His idea bubbled into reality on Monday afternoon, when Mr. Price surprised his 120-person staff by announcing that he planned over the next three years to raise the salary of even the lowest-paid clerk, customer service representative and salesman to a minimum of $70,000.
“Is anyone else freaking out right now?” Mr. Price asked after the clapping and whooping died down into a few moments of stunned silence. “I’m kind of freaking out.”
He is freaking out! He's also pretty cute! But really, how nice to hear about a CEO who, like, um, wants his people to be happy, instead of treating them as simply levers on the giant assembly line that spits cash into his swimming pool.
Even better? Price is cutting his OWN pay from, oh, around a cool million a year, right down to that $70K level, at least until the company can recoup the profits it's going to use to make all the employees' lives a little easier. He says it "eats at him inside" when he hears about the everyday struggles people go through, just to make ends meet. Dan Price is a fucking MENSCH.
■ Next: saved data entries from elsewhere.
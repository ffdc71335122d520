//! Order creation (pre-payment path) and order cancellation.

use std::sync::Arc;

use tamarind_core::{OrderId, OrderStatus, UserId, amounts_match};

use crate::models::inputs::CreateOrderInput;
use crate::models::{Order, OrderLine};
use crate::stores::{CartStore, InventoryStore, NewOrder, NewOrderLine, OrderStore};

use super::{CheckoutError, UserLocks, validate_cart};

/// Order creation and lifecycle service.
///
/// Creates `Pending` orders for the pay-with-widget-after-order path.
/// Inventory is untouched here: stock is only decremented once payment is
/// actually confirmed, so abandoned pending orders never hold stock hostage.
#[derive(Clone)]
pub struct OrderService {
    inventory: Arc<dyn InventoryStore>,
    cart: Arc<dyn CartStore>,
    orders: Arc<dyn OrderStore>,
    locks: UserLocks,
}

impl OrderService {
    #[must_use]
    pub fn new(
        inventory: Arc<dyn InventoryStore>,
        cart: Arc<dyn CartStore>,
        orders: Arc<dyn OrderStore>,
        locks: UserLocks,
    ) -> Self {
        Self {
            inventory,
            cart,
            orders,
            locks,
        }
    }

    /// Convert a validated cart into a pending order.
    ///
    /// Runs shared cart validation, cross-checks any client-claimed total
    /// against the freshly computed one, then writes the order header and
    /// its full line snapshot atomically.
    ///
    /// # Errors
    ///
    /// Any validation failure (`EmptyCart`, `InactiveProduct`, stock
    /// errors, `AmountMismatch`, `InvalidInput`) short-circuits with no
    /// writes. A store failure during the atomic insert leaves no partial
    /// order behind.
    pub async fn create_order(
        &self,
        user_id: &UserId,
        input: CreateOrderInput,
    ) -> Result<Order, CheckoutError> {
        input.validate()?;

        let _guard = self.locks.acquire(user_id).await;

        let validated = validate_cart(self.inventory.as_ref(), self.cart.as_ref(), user_id).await?;

        if let Some(claimed) = input.claimed_total
            && !amounts_match(validated.total, claimed)
        {
            tracing::info!(
                user_id = %user_id,
                expected = %validated.total,
                claimed = %claimed,
                "order rejected, client total is stale"
            );
            return Err(CheckoutError::AmountMismatch {
                expected: validated.total,
                claimed,
            });
        }

        let order = self
            .orders
            .create_order(NewOrder {
                user_id: user_id.clone(),
                total: validated.total,
                status: OrderStatus::Pending,
                shipping: input.shipping,
                note: input.note,
                payment_reference: None,
                lines: validated
                    .lines
                    .into_iter()
                    .map(|line| NewOrderLine {
                        product_id: line.product_id,
                        product_name: line.name,
                        quantity: line.quantity,
                        unit_price: line.unit_price,
                    })
                    .collect(),
            })
            .await?;

        tracing::info!(
            user_id = %user_id,
            order_id = %order.id,
            total = %order.total,
            "pending order created"
        );

        Ok(order)
    }

    /// Cancel a pending order owned by the caller.
    ///
    /// No inventory or payment reversal occurs: nothing was decremented or
    /// charged for a pending order.
    ///
    /// # Errors
    ///
    /// - `CheckoutError::NotFound` if the order does not exist
    /// - `CheckoutError::Unauthorized` if the caller does not own it
    /// - `CheckoutError::InvalidState` if it is not `Pending`
    pub async fn cancel_order(
        &self,
        user_id: &UserId,
        order_id: OrderId,
    ) -> Result<Order, CheckoutError> {
        let order = self
            .orders
            .get_order(order_id)
            .await?
            .ok_or(CheckoutError::NotFound)?;

        if &order.user_id != user_id {
            return Err(CheckoutError::Unauthorized);
        }
        if !order.status.is_cancellable() {
            return Err(CheckoutError::InvalidState {
                status: order.status,
            });
        }

        // Compare-and-set so a concurrent confirmation wins over the cancel.
        let transitioned = self
            .orders
            .set_status_if(order_id, OrderStatus::Pending, OrderStatus::Cancelled)
            .await?;
        if !transitioned {
            let current = self
                .orders
                .get_order(order_id)
                .await?
                .ok_or(CheckoutError::NotFound)?;
            return Err(CheckoutError::InvalidState {
                status: current.status,
            });
        }

        tracing::info!(user_id = %user_id, order_id = %order_id, "order cancelled");

        self.orders
            .get_order(order_id)
            .await?
            .ok_or(CheckoutError::NotFound)
    }

    /// All orders for the caller, newest first.
    ///
    /// # Errors
    ///
    /// Returns `CheckoutError::Repository` on store failure.
    pub async fn list_orders(&self, user_id: &UserId) -> Result<Vec<Order>, CheckoutError> {
        Ok(self.orders.list_for_user(user_id).await?)
    }

    /// One order with its line snapshots, owner-checked.
    ///
    /// # Errors
    ///
    /// - `CheckoutError::NotFound` if the order does not exist
    /// - `CheckoutError::Unauthorized` if the caller does not own it
    pub async fn order_detail(
        &self,
        user_id: &UserId,
        order_id: OrderId,
    ) -> Result<(Order, Vec<OrderLine>), CheckoutError> {
        let order = self
            .orders
            .get_order(order_id)
            .await?
            .ok_or(CheckoutError::NotFound)?;
        if &order.user_id != user_id {
            return Err(CheckoutError::Unauthorized);
        }
        let lines = self.orders.get_order_lines(order_id).await?;
        Ok((order, lines))
    }
}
He's also pretty disgusted by America's little problem with income inequality:
“The market rate for me as a C.E.O. compared to a regular person is ridiculous, it’s absurd,” said Mr. Price, who said his main extravagances were snowboarding and picking up the bar bill. He drives a 12-year-old Audi, which he received in a barter for service from the local dealer.
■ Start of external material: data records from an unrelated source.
//! The three public forecast operations.
//!
//! All of them run the same pipeline (validate, fetch, classify or render) and
//! differ only in the [`Granularity`] they pass along.

use serde_json::Value;
use thiserror::Error;
use tracing::{info, instrument, warn};

use crate::{
    error::ErrorKind,
    model::{Coordinate, ForecastRequest, Granularity, ResponseFormat},
    provider::ForecastSource,
    render,
    tools::ForecastArgs,
};

/// A tool call the host should reject before it becomes a tool result.
#[derive(Debug, Error)]
pub enum ToolCallError {
    #[error("unknown tool '{0}'")]
    UnknownTool(String),

    #[error("invalid arguments for {tool}: {source}")]
    InvalidArguments {
        tool: &'static str,
        source: serde_json::Error,
    },
}

#[derive(Debug, Clone)]
pub struct ForecastService<S> {
    source: S,
}

impl<S: ForecastSource> ForecastService<S> {
    pub fn new(source: S) -> Self {
        Self { source }
    }

    /// Run one request through fetch and render.
    #[instrument(skip(self), fields(granularity = %request.granularity, format = %request.format))]
    pub async fn forecast(&self, request: ForecastRequest) -> Result<String, ErrorKind> {
        let document = self
            .source
            .fetch(request.coordinate, request.granularity)
            .await
            .map_err(|failure| ErrorKind::classify(&failure))?;

        let rendered = render::render(&document, request.granularity, request.format).map_err(
            |err| {
                warn!(error = %err, "failed to serialize forecast document");
                ErrorKind::UpstreamMalformedResponse
            },
        )?;

        info!(chars = rendered.chars().count(), "forecast rendered");
        Ok(rendered)
    }

    /// Validate, fetch and render; failures come back as an `Error: ` string.
    pub async fn run(
        &self,
        granularity: Granularity,
        latitude: f64,
        longitude: f64,
        format: ResponseFormat,
    ) -> String {
        let coordinate = match Coordinate::new(latitude, longitude) {
            Ok(coordinate) => coordinate,
            Err(err) => return ErrorKind::from(err).user_message(),
        };

        let request = ForecastRequest::new(coordinate, granularity).with_format(format);
        match self.forecast(request).await {
            Ok(rendered) => rendered,
            Err(kind) => kind.user_message(),
        }
    }

    pub async fn get_hourly_forecast(
        &self,
        latitude: f64,
        longitude: f64,
        format: ResponseFormat,
    ) -> String {
        self.run(Granularity::Hourly, latitude, longitude, format).await
    }

    pub async fn get_three_hourly_forecast(
        &self,
        latitude: f64,
        longitude: f64,
        format: ResponseFormat,
    ) -> String {
        self.run(Granularity::ThreeHourly, latitude, longitude, format).await
    }

    pub async fn get_daily_forecast(
        &self,
        latitude: f64,
        longitude: f64,
        format: ResponseFormat,
    ) -> String {
        self.run(Granularity::Daily, latitude, longitude, format).await
    }

    /// Dispatch a host tool call by registered name with JSON arguments.
    pub async fn call_tool(&self, name: &str, arguments: Value) -> Result<String, ToolCallError> {
        let granularity = Granularity::from_tool_name(name)
            .ok_or_else(|| ToolCallError::UnknownTool(name.to_string()))?;

        let args: ForecastArgs =
            serde_json::from_value(arguments).map_err(|source| ToolCallError::InvalidArguments {
                tool: granularity.tool_name(),
                source,
            })?;

        Ok(self
            .run(granularity, args.latitude, args.longitude, args.response_format)
            .await)
    }
}
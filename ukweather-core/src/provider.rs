use crate::{Coordinate, ForecastDocument, Granularity, error::FetchError};
use async_trait::async_trait;
use std::{fmt::Debug, sync::Arc};

pub mod metoffice;

/// Upstream of forecast documents. One call performs at most one request.
#[async_trait]
pub trait ForecastSource: Send + Sync + Debug {
    async fn fetch(
        &self,
        coordinate: Coordinate,
        granularity: Granularity,
    ) -> Result<ForecastDocument, FetchError>;
}

#[async_trait]
impl<T: ForecastSource + ?Sized> ForecastSource for Arc<T> {
    async fn fetch(
        &self,
        coordinate: Coordinate,
        granularity: Granularity,
    ) -> Result<ForecastDocument, FetchError> {
        (**self).fetch(coordinate, granularity).await
    }
}
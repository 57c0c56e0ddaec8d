//! Error taxonomy shared by the forecast operations.
//!
//! [`FetchError`] is what the upstream client reports and may carry raw
//! upstream detail. [`ErrorKind`] is the closed set a caller ever sees; every
//! variant has a fixed message and nothing from the upstream body leaks into it.

use thiserror::Error;
use tracing::{debug, warn};

#[derive(Debug, Clone, Copy, PartialEq, Error)]
pub enum CoordinateError {
    #[error("Latitude must be between -90 and 90 degrees")]
    LatitudeOutOfRange { value: f64 },

    #[error("Longitude must be between -180 and 180 degrees")]
    LongitudeOutOfRange { value: f64 },
}

/// Raw failure of a single upstream call.
#[derive(Debug, Error)]
pub enum FetchError {
    #[error("no API key configured")]
    MissingCredential,

    #[error("upstream responded with status {status}")]
    Status { status: u16, body: String },

    #[error("upstream returned no forecast data for the point")]
    NoData,

    #[error("request timed out: {0}")]
    Timeout(String),

    #[error("connection failed: {0}")]
    Connect(String),

    #[error("failed to decode forecast document: {0}")]
    Decode(String),

    #[error("transport error: {0}")]
    Transport(String),
}

impl From<reqwest::Error> for FetchError {
    fn from(err: reqwest::Error) -> Self {
        if err.is_timeout() {
            FetchError::Timeout(err.to_string())
        } else if err.is_connect() {
            FetchError::Connect(err.to_string())
        } else if err.is_decode() {
            FetchError::Decode(err.to_string())
        } else {
            FetchError::Transport(err.to_string())
        }
    }
}

/// User-facing failure classes.
#[derive(Debug, Clone, Copy, PartialEq, Error)]
pub enum ErrorKind {
    #[error("{0}")]
    InvalidCoordinate(CoordinateError),

    #[error(
        "MET_OFFICE_API_KEY environment variable is not set. \
         Set it to your Met Office DataHub API key or run `ukweather configure`."
    )]
    MissingCredential,

    #[error(
        "API key invalid or missing. \
         Please check the MET_OFFICE_API_KEY environment variable is set correctly."
    )]
    AuthenticationFailed,

    #[error("Rate limit exceeded. Please wait a few moments before making more requests.")]
    RateLimited,

    #[error(
        "Weather data not available for this location. \
         The coordinates may be outside the service area."
    )]
    LocationUnavailable,

    #[error(
        "Request timed out. The Met Office API may be experiencing issues. Please try again."
    )]
    UpstreamTimeout,

    #[error("Could not connect to Met Office API. Please check your internet connection.")]
    UpstreamUnreachable,

    #[error(
        "Met Office API returned an unexpected response. Please try again later."
    )]
    UpstreamMalformedResponse,
}

impl ErrorKind {
    /// Map an upstream failure onto the taxonomy. Anything not recognised is
    /// reported as [`ErrorKind::UpstreamMalformedResponse`].
    pub fn classify(failure: &FetchError) -> Self {
        match failure {
            FetchError::MissingCredential => ErrorKind::MissingCredential,
            FetchError::Status { status, body } => {
                warn!(status, "Met Office request failed");
                debug!(body = %truncate_body(body), "Met Office error body");
                classify_status(*status, body)
            }
            FetchError::NoData => ErrorKind::LocationUnavailable,
            FetchError::Timeout(detail) => {
                warn!(%detail, "Met Office request timed out");
                ErrorKind::UpstreamTimeout
            }
            FetchError::Connect(detail) => {
                warn!(%detail, "could not reach Met Office API");
                ErrorKind::UpstreamUnreachable
            }
            FetchError::Decode(detail) | FetchError::Transport(detail) => {
                warn!(%detail, "unusable Met Office response");
                ErrorKind::UpstreamMalformedResponse
            }
        }
    }

    /// Single-line message with the `Error: ` prefix callers key on.
    pub fn user_message(&self) -> String {
        format!("Error: {self}")
    }
}

impl From<CoordinateError> for ErrorKind {
    fn from(err: CoordinateError) -> Self {
        ErrorKind::InvalidCoordinate(err)
    }
}

impl From<&FetchError> for ErrorKind {
    fn from(failure: &FetchError) -> Self {
        ErrorKind::classify(failure)
    }
}

fn classify_status(status: u16, body: &str) -> ErrorKind {
    match status {
        401 | 403 => ErrorKind::AuthenticationFailed,
        404 => ErrorKind::LocationUnavailable,
        429 => ErrorKind::RateLimited,
        400 | 422 if says_no_data(body) => ErrorKind::LocationUnavailable,
        _ => ErrorKind::UpstreamMalformedResponse,
    }
}

fn says_no_data(body: &str) -> bool {
    let lower = body.to_lowercase();
    lower.contains("no data") || (lower.contains("outside") && lower.contains("area"))
}

fn truncate_body(body: &str) -> String {
    const MAX: usize = 200;
    match body.char_indices().nth(MAX) {
        Some((idx, _)) => format!("{}...", &body[..idx]),
        None => body.to_string(),
    }
}

#[cfg(test)]
mod tests {
    use super::*;

    fn status(code: u16) -> FetchError {
        FetchError::Status {
            status: code,
            body: String::new(),
        }
    }

    #[test]
    fn auth_statuses_map_to_authentication_failed() {
        assert_eq!(ErrorKind::classify(&status(401)), ErrorKind::AuthenticationFailed);
        assert_eq!(ErrorKind::classify(&status(403)), ErrorKind::AuthenticationFailed);
    }

    #[test]
    fn not_found_and_no_data_map_to_location_unavailable() {
        assert_eq!(ErrorKind::classify(&status(404)), ErrorKind::LocationUnavailable);
        assert_eq!(ErrorKind::classify(&FetchError::NoData), ErrorKind::LocationUnavailable);

        let bad_point = FetchError::Status {
            status: 400,
            body: r#"{"message":"No data for point"}"#.to_string(),
        };
        assert_eq!(ErrorKind::classify(&bad_point), ErrorKind::LocationUnavailable);
    }

    #[test]
    fn rate_limit_is_recognised() {
        assert_eq!(ErrorKind::classify(&status(429)), ErrorKind::RateLimited);
    }

    #[test]
    fn network_failures_are_classified() {
        assert_eq!(
            ErrorKind::classify(&FetchError::Timeout("slow".into())),
            ErrorKind::UpstreamTimeout
        );
        assert_eq!(
            ErrorKind::classify(&FetchError::Connect("refused".into())),
            ErrorKind::UpstreamUnreachable
        );
    }

    #[test]
    fn unrecognised_failures_fall_back_to_malformed() {
        for failure in [
            status(400),
            status(500),
            status(503),
            FetchError::Decode("eof".into()),
            FetchError::Transport("redirect loop".into()),
        ] {
            assert_eq!(
                ErrorKind::classify(&failure),
                ErrorKind::UpstreamMalformedResponse,
                "{failure}"
            );
        }
    }

    #[test]
    fn messages_never_echo_upstream_body() {
        let failure = FetchError::Status {
            status: 500,
            body: "stack trace: secret-internal-detail".to_string(),
        };
        let message = ErrorKind::classify(&failure).user_message();

        assert!(message.starts_with("Error: "));
        assert!(!message.contains("secret-internal-detail"));
    }

    #[test]
    fn coordinate_messages_name_axis_and_bounds() {
        let lat = ErrorKind::from(CoordinateError::LatitudeOutOfRange { value: 100.0 });
        let lon = ErrorKind::from(CoordinateError::LongitudeOutOfRange { value: 200.0 });

        assert_eq!(lat.user_message(), "Error: Latitude must be between -90 and 90 degrees");
        assert_eq!(lon.user_message(), "Error: Longitude must be between -180 and 180 degrees");
    }

    #[test]
    fn missing_credential_names_the_variable() {
        let message = ErrorKind::MissingCredential.user_message();
        assert!(message.contains(crate::config::API_KEY_ENV));
    }

    #[test]
    fn truncate_body_respects_char_boundaries() {
        let body = "é".repeat(300);
        let truncated = truncate_body(&body);

        assert!(truncated.ends_with("..."));
        assert_eq!(truncated.chars().count(), 203);
    }
}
“As much as I’m a capitalist, there is nothing in the market that is making me do it,” he said, referring to paying wages that make it possible for his employees to go after the American dream, buy a house and pay for their children’s education.
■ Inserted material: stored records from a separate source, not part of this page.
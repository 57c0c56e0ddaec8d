/// Met Office significant weather code description.
pub fn describe(code: i64) -> &'static str {
    match code {
        -1 => "Trace rain",
        0 => "Clear night",
        1 => "Sunny day",
        2 => "Partly cloudy (night)",
        3 => "Partly cloudy (day)",
        5 => "Mist",
        6 => "Fog",
        7 => "Cloudy",
        8 => "Overcast",
        9 => "Light rain shower (night)",
        10 => "Light rain shower (day)",
        11 => "Drizzle",
        12 => "Light rain",
        13 => "Heavy rain shower (night)",
        14 => "Heavy rain shower (day)",
        15 => "Heavy rain",
        16 => "Sleet shower (night)",
        17 => "Sleet shower (day)",
        18 => "Sleet",
        19 => "Hail shower (night)",
        20 => "Hail shower (day)",
        21 => "Hail",
        22 => "Light snow shower (night)",
        23 => "Light snow shower (day)",
        24 => "Light snow",
        25 => "Heavy snow shower (night)",
        26 => "Heavy snow shower (day)",
        27 => "Heavy snow",
        28 => "Thunder shower (night)",
        29 => "Thunder shower (day)",
        30 => "Thunder",
        _ => "Unknown",
    }
}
Weird, a capitalist entrepreneur who doesn't think you also have to be a greedy, raging fuckstick. He must have skipped all those classes in school. Also, it's probably because he's a fucking Millennial, as the Times reports he started his company when he was 19, which was in the year 2004!
That happiness article Price read one day was written by gentlemen researchers from Princeton, named Daniel Kahneman and Angus Deaton, and it found that, TO A POINT, money does buy happiness, but not the way Richie McRichersons think. For those making under $75,000, there is a much greater degree of financial stress, which has a poor effect on overall happiness, but once people exceed that amount, it doesn't make much of a difference. You can be super-happy making 100K a year, and a super-miserable human making over a million:
Low income exacerbates the emotional pain associated with such misfortunes as divorce, ill health, and being alone. We conclude that high income buys life satisfaction but not happiness, and that low income is associated both with low life evaluation and low emotional well-being.
It makes quite a bit of sense! If you have the money to pay for it, then you simply go through the normal pains and stresses of life, but when normal life trauma also leads to bankruptcy and poverty, it just adds financial insult to the already existing injury. Of course, it's probably your fault that you're poor and stuff, that's what the Republicans say, so Price probably should tell his employees to fuck RIGHT off, right?
For their part, his employees seem pretty happy, saying that they're blown away and their jaws are dropping and probably that they can finally afford to put food on their cats again. The Times snarkily closes by quoting one excited employee, cutely saying that "no Princeton researchers were needed to figure out he was feeling very happy." Since this is yr Wonkette, we will close instead by saying NO SHIT, YA THINK?
Congratulations on not being awful and also being very cute, Dan Price, we wish you many successes and TruckNutz in the coming years.